…and eventually, I’ll write an in-depth analysis of California AB 5 and contrast it with the Federal Rules. But, take a look at this fine analysis from Law.com regarding how California will deal with Zubulake ‘accessible vs. inaccessible’ ESI and how it contrasts with the Federal rules.
Finished reading? Great. Now let me tell you why nothing in the analysis rattles me. You should have been treating your ESI as accessible all along. Here’s why:
The law is all about exceptions. Everyone knows the general rule, but ultimately the facts dictate whether an exception is in order. At Sony Pictures in 1997, we successfully fought off a request for ESI in a California court because we made the case that it was accessible, but at punitive cost because we’d long since retired that particular backup system and complying would have required a $250,000 outlay (there was no product like Index Engines around in 1997).

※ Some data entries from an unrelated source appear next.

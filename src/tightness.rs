//! Face tightness classification.
//!
//! A face is box-like when its true surface area fills more than π/4 of its
//! box area. Box-like faces can skip fine meshing; the rest are curved and
//! need it.

use crate::consts::{FACE_ENLARGE_MARGIN, FLAT_BOX_SLACK, SHAPE_ENLARGE_MARGIN, TIGHTNESS_THRESHOLD};
use crate::error::Result;
use crate::kernel::CadKernel;
use crate::obb::OrientedBox;

/// Area of `bbox` as seen by the classifier.
///
/// A box with any half size below `enlarge_margin + 0.0005` is flat and
/// counts as its largest rectangle; any other box counts its full prism
/// surface.
pub fn box_surface_area(bbox: &OrientedBox, enlarge_margin: f64) -> f64 {
    let h = bbox.half_sizes;
    let xy = 4.0 * h.x * h.y;
    let xz = 4.0 * h.x * h.z;
    let yz = 4.0 * h.y * h.z;

    if is_flat(bbox, enlarge_margin) {
        xy.max(xz).max(yz)
    } else {
        2.0 * (xy + xz + yz)
    }
}

pub fn is_flat(bbox: &OrientedBox, enlarge_margin: f64) -> bool {
    bbox.half_sizes.min_element() < enlarge_margin + FLAT_BOX_SLACK
}

/// Classifies faces as box-like or curved.
#[derive(Debug, Clone, Copy, PartialEq)]
pub struct TightnessClassifier {
    /// Margin the classified boxes were enlarged with. Default: 0.0001.
    pub enlarge_margin: f64,
}

impl Default for TightnessClassifier {
    fn default() -> Self {
        Self::shape()
    }
}

impl TightnessClassifier {
    pub fn new(enlarge_margin: f64) -> Self {
        Self { enlarge_margin }
    }

    /// For boxes computed on whole shapes.
    pub fn shape() -> Self {
        Self::new(SHAPE_ENLARGE_MARGIN)
    }

    /// For boxes computed on single faces.
    pub fn face() -> Self {
        Self::new(FACE_ENLARGE_MARGIN)
    }

    pub fn box_area(&self, bbox: &OrientedBox) -> f64 {
        box_surface_area(bbox, self.enlarge_margin)
    }

    /// `face_area / box_area`; zero when the box has no area.
    pub fn fill_ratio(&self, face_area: f64, bbox: &OrientedBox) -> f64 {
        let box_area = self.box_area(bbox);
        if box_area > 0.0 {
            face_area / box_area
        } else {
            0.0
        }
    }

    /// Pure form of [`TightnessClassifier::is_box_like`].
    pub fn is_box_like_area(&self, face_area: f64, bbox: &OrientedBox) -> bool {
        self.fill_ratio(face_area, bbox) > TIGHTNESS_THRESHOLD
    }

    /// Ask the kernel for the face area and classify the face.
    pub fn is_box_like<K: CadKernel>(
        &self,
        kernel: &K,
        face: &K::Face,
        face_box: &OrientedBox,
    ) -> Result<bool> {
        let face_area = kernel.face_area(face)?;
        let box_like = self.is_box_like_area(face_area, face_box);
        tracing::trace!(
            face_area,
            box_area = self.box_area(face_box),
            box_like,
            "classified face"
        );
        Ok(box_like)
    }
}

#[cfg(test)]
mod tests {
    use super::*;
    use glam::DVec3;
    use std::f64::consts::PI;

    #[test]
    fn test_flat_regime_uses_largest_face() {
        let b = OrientedBox::axis_aligned(DVec3::ZERO, DVec3::new(5.0, 5.0, 0.00001));
        let area = box_surface_area(&b, SHAPE_ENLARGE_MARGIN);
        assert!((area - 100.0).abs() < 1e-9);
    }

    #[test]
    fn test_solid_regime_uses_prism() {
        let b = OrientedBox::axis_aligned(DVec3::ZERO, DVec3::ONE);
        assert!((box_surface_area(&b, SHAPE_ENLARGE_MARGIN) - 24.0).abs() < 1e-12);
        assert!((box_surface_area(&b, SHAPE_ENLARGE_MARGIN) - b.prism_area()).abs() < 1e-12);
    }

    #[test]
    fn test_flat_threshold_depends_on_margin() {
        // 0.0012 is flat for the face margin (0.0015) but not for the shape margin (0.0006).
        let b = OrientedBox::axis_aligned(DVec3::ZERO, DVec3::new(1.0, 1.0, 0.0012));
        assert!(is_flat(&b, FACE_ENLARGE_MARGIN));
        assert!(!is_flat(&b, SHAPE_ENLARGE_MARGIN));
    }

    #[test]
    fn test_square_face_is_box_like() {
        let b = OrientedBox::axis_aligned(DVec3::ZERO, DVec3::new(5.0, 5.0, 0.0));
        let classifier = TightnessClassifier::shape();
        assert!((classifier.fill_ratio(100.0, &b) - 1.0).abs() < 1e-12);
        assert!(classifier.is_box_like_area(100.0, &b));
    }

    #[test]
    fn test_unit_sphere_is_curved() {
        let b = OrientedBox::axis_aligned(DVec3::ZERO, DVec3::ONE);
        let classifier = TightnessClassifier::shape();
        let ratio = classifier.fill_ratio(4.0 * PI, &b);
        assert!((ratio - 4.0 * PI / 24.0).abs() < 1e-12);
        assert!(!classifier.is_box_like_area(4.0 * PI, &b));
    }

    #[test]
    fn test_threshold_is_strict() {
        // Flat 1x1 rectangle: box area 1.
        let b = OrientedBox::axis_aligned(DVec3::ZERO, DVec3::new(0.5, 0.5, 0.0));
        let classifier = TightnessClassifier::face();
        assert!(!classifier.is_box_like_area(TIGHTNESS_THRESHOLD, &b));
        assert!(classifier.is_box_like_area(TIGHTNESS_THRESHOLD + 1e-9, &b));
        // A disk inscribed in the square sits exactly on the threshold.
        assert!(!classifier.is_box_like_area(PI * 0.25, &b));
    }

    #[test]
    fn test_zero_area_box_is_not_box_like() {
        let b = OrientedBox::axis_aligned(DVec3::ZERO, DVec3::ZERO);
        assert!(!TightnessClassifier::default().is_box_like_area(1.0, &b));
    }
}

I had a very smart professor in law school. His advice was to always assume the worst-case scenario, then work backwards. It’s actually a very logical approach. Yes, the flood may be that bad, yes, the stock market may fall that much and yes, your adversary may make a persuasive argument to the judge.
Be an actuary. They look at everything as ‘cost vs. risk’. Which will likely cost more, paying to protect or paying after the fact? A young PC user asked me the other day, “Why do I need a firewall? What are the chances that I will be the one that will be hacked?” My answer was, “If you want to gamble, that’s your call, but here’s a short list of things that could happen if you’re the unlucky one.”
Gamble if you like; but be prepared to face the consequences.